*** Opening RECORDS PROVIDED ***

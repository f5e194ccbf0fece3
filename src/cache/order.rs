//! Insertion Order Module
//!
//! Tracks the order in which keys were first inserted, for FIFO eviction.

use std::collections::VecDeque;

// == Insertion Order ==
/// Tracks insertion order for FIFO eviction.
///
/// Keys are stored in a VecDeque where:
/// - Front = Oldest insertion
/// - Back = Newest insertion
///
/// Re-inserting a key that is already tracked keeps its original position,
/// and reads never reorder anything.
#[derive(Debug, Default, Clone)]
pub struct InsertionOrder {
    order: VecDeque<String>,
}

impl InsertionOrder {
    // == Constructor ==
    /// Creates a new empty tracker.
    pub fn new() -> Self {
        Self {
            order: VecDeque::new(),
        }
    }

    // == Record ==
    /// Records `key` as newest, unless it is already tracked.
    pub fn record(&mut self, key: &str) {
        if !self.contains(key) {
            self.order.push_back(key.to_string());
        }
    }

    // == Remove ==
    /// Removes a key from the tracker.
    pub fn remove(&mut self, key: &str) {
        self.order.retain(|k| k != key);
    }

    // == Pop Oldest ==
    /// Returns and removes the earliest-inserted key.
    ///
    /// Returns None if tracker is empty.
    pub fn pop_oldest(&mut self) -> Option<String> {
        self.order.pop_front()
    }

    /// Iterates keys from oldest to newest.
    pub fn iter(&self) -> impl Iterator<Item = &String> {
        self.order.iter()
    }

    pub fn clear(&mut self) {
        self.order.clear();
    }

    pub fn len(&self) -> usize {
        self.order.len()
    }

    pub fn is_empty(&self) -> bool {
        self.order.is_empty()
    }

    pub fn contains(&self, key: &str) -> bool {
        self.order.iter().any(|k| k == key)
    }
}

*** Closing RECORDS PROVIDED ***

## [PROBLEM TO SOLVE]
For each record above, output it exactly as written.

## [SOLUTION TO THIS TASK]
repository f5e194ccbf0fece3
filename src/cache/order.rs
//! Insertion Order Module
//!
//! Tracks the order in which keys were first inserted, for FIFO eviction.

use std::collections::VecDeque;

// == Insertion Order ==
/// Tracks insertion order for FIFO eviction.
///
/// Keys are stored in a VecDeque where:
/// - Front = Oldest insertion
/// - Back = Newest insertion
///
/// Re-inserting a key that is already tracked keeps its original position,
/// and reads never reorder anything.
#[derive(Debug, Default, Clone)]
pub struct InsertionOrder {
    order: VecDeque<String>,
}

impl InsertionOrder {
    // == Constructor ==
    /// Creates a new empty tracker.
    pub fn new() -> Self {
        Self {
            order: VecDeque::new(),
        }
    }

    // == Record ==
    /// Records `key` as newest, unless it is already tracked.
    pub fn record(&mut self, key: &str) {
        if !self.contains(key) {
            self.order.push_back(key.to_string());
        }
    }

    // == Remove ==
    /// Removes a key from the tracker.
    pub fn remove(&mut self, key: &str) {
        self.order.retain(|k| k != key);
    }

    // == Pop Oldest ==
    /// Returns and removes the earliest-inserted key.
    ///
    /// Returns None if tracker is empty.
    pub fn pop_oldest(&mut self) -> Option<String> {
        self.order.pop_front()
    }

    /// Iterates keys from oldest to newest.
    pub fn iter(&self) -> impl Iterator<Item = &String> {
        self.order.iter()
    }

    pub fn clear(&mut self) {
        self.order.clear();
    }

    pub fn len(&self) -> usize {
        self.order.len()
    }

    pub fn is_empty(&self) -> bool {
        self.order.is_empty()
    }

    pub fn contains(&self, key: &str) -> bool {
        self.order.iter().any(|k| k == key)
    }
}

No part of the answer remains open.